See also the question about “I study the entire genome”. 

Entering genes into the registry is only the first step in the connection process. For a given human gene needing a match, we will first look for registrants who list an ortholog as a Primary (Tier 1) gene. If no match is found, the other Tiers will be searched. If a gene you entered comes up and you are invited to establish a collaboration, you will have to indicate your readiness to undertake the research. Keep that in mind as you register your genes of interest and expertise.

Should I fill in the human orthologs of genes I study?

No. Only register genes for the model system you currently work on. Only register human genes if you are working directly with them. See also ‘Which genes should I enter into the registry?’ and ‘Are humans a “model”’.

What if I cannot find my gene in the registry?

Some genes are yet to make it to the model organism’s reference gene annotation. In that case, chose a human ortholog of the gene if known. If you think that your nominated gene(s) should be in the registry please contact us to let us know. Do not register human genes merely because they are orthologs of the genes you study in a model organism.

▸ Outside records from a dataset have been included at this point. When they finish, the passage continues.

//! `kbchat doctor`: diagnose system health.

use kbchat_config::AppConfig;
use kbchat_core::{ChatStore, Provider};

pub async fn run() -> Result<(), Box<dyn std::error::Error>> {
    println!("🩺 kbchat Doctor: System Diagnostics");
    println!("=====================================\n");

    let mut issues = 0;

    // Config
    let config_path = AppConfig::config_dir().join("config.toml");
    let config = match AppConfig::load() {
        Ok(config) => {
            if config_path.exists() {
                println!("  ✅ Config file valid ({})", config_path.display());
            } else {
                println!("  ✅ No config file, using defaults and environment");
            }
            config
        }
        Err(e) => {
            println!("  ❌ Config invalid: {e}");
            println!("\n  ⚠️  1 issue(s) found. Fix the config and run again.");
            return Ok(());
        }
    };

    // Knowledge base
    let kb = kbchat_agent::load_knowledge_base(&config.knowledge_base.path).await;
    if kb.trim().is_empty() {
        println!(
            "  ⚠️  Knowledge base empty or missing: {}",
            config.knowledge_base.path.display()
        );
        issues += 1;
    } else {
        println!("  ✅ Knowledge base loaded ({} bytes)", kb.len());
    }

    // Store
    match kbchat_store::open_from_config(&config.store).await {
        Ok(store) => match store.load_all().await {
            Ok(all) => println!(
                "  ✅ Chat store readable ({}, {} conversations)",
                store.name(),
                all.len()
            ),
            Err(e) => {
                println!("  ❌ Chat store unreadable: {e}");
                issues += 1;
            }
        },
        Err(e) => {
            println!("  ❌ Chat store failed to open: {e}");
            issues += 1;
        }
    }

    // Provider
    match kbchat_providers::router::build_from_config(&config).default() {
        Some(provider) => {
            println!("  ✅ API key configured for '{}'", provider.name());
            match provider.health_check().await {
                Ok(true) => println!("  ✅ Provider reachable"),
                Ok(false) => {
                    println!("  ⚠️  Provider responded but rejected the health check");
                    issues += 1;
                }
                Err(e) => {
                    println!("  ❌ Provider unreachable: {e}");
                    issues += 1;
                }
            }
        }
        None => {
            println!(
                "  ❌ No API key for '{}': set GEMINI_API_KEY or KBCHAT_API_KEY",
                config.default_provider
            );
            issues += 1;
        }
    }

    // Summary
    println!();
    if issues == 0 {
        println!("  🎉 All checks passed!");
    } else {
        println!("  ⚠️  {issues} issue(s) found. See above for details.");
    }

    Ok(())
}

What if the organism I study is not listed?

The registry was constructed assuming that the majority of registrants work on one or more of the most popular model systems, but we recognize this does not cover all researchers. If your organism is not listed, you have two options. One is to let us know and we can consider adding it, if technically feasible. Alternatively, you can select the most closely related organism and enter the orthologs of your genes of interest, and indicate clearly in your "Research Focus" under Model Organism tab that this is a case of exception. The match will always be based on the human gene, so if we can identify you through a search of the registry via an orthologue, you will be considered as a potential match.

I study the entire genome or am capable to assay the function of any gene. How do I select which genes I should list?

We recognize that many labs can study any gene. The intention of this program is to identify researchers who have a track record of research in orthologues of human genes associated with rare disease and cancers. You should register the set of genes that you are ready to conduct the investigation promptly. See  ‘Which genes should I enter into the registry?’.

Are humans a "model" for the purposes of the registry?

Yes, if you have an appropriate system to study the candidate genes/variants. This might include biochemical assays or assays based on human cell lines or stem cells. New research on human subjects is not considered to be within the scope of supported projects by the Network.

 

Will only one team be chosen per disease gene/variant application?

If the Scientific Review Panel identifies more than one model system team as a potential match, all will be notified and invited to form a connection. If multiple teams working with different model systems are willing to investigate the gene or variant, the Network will encourage the multidisciplinary approach to achieve a more comprehensive analysis.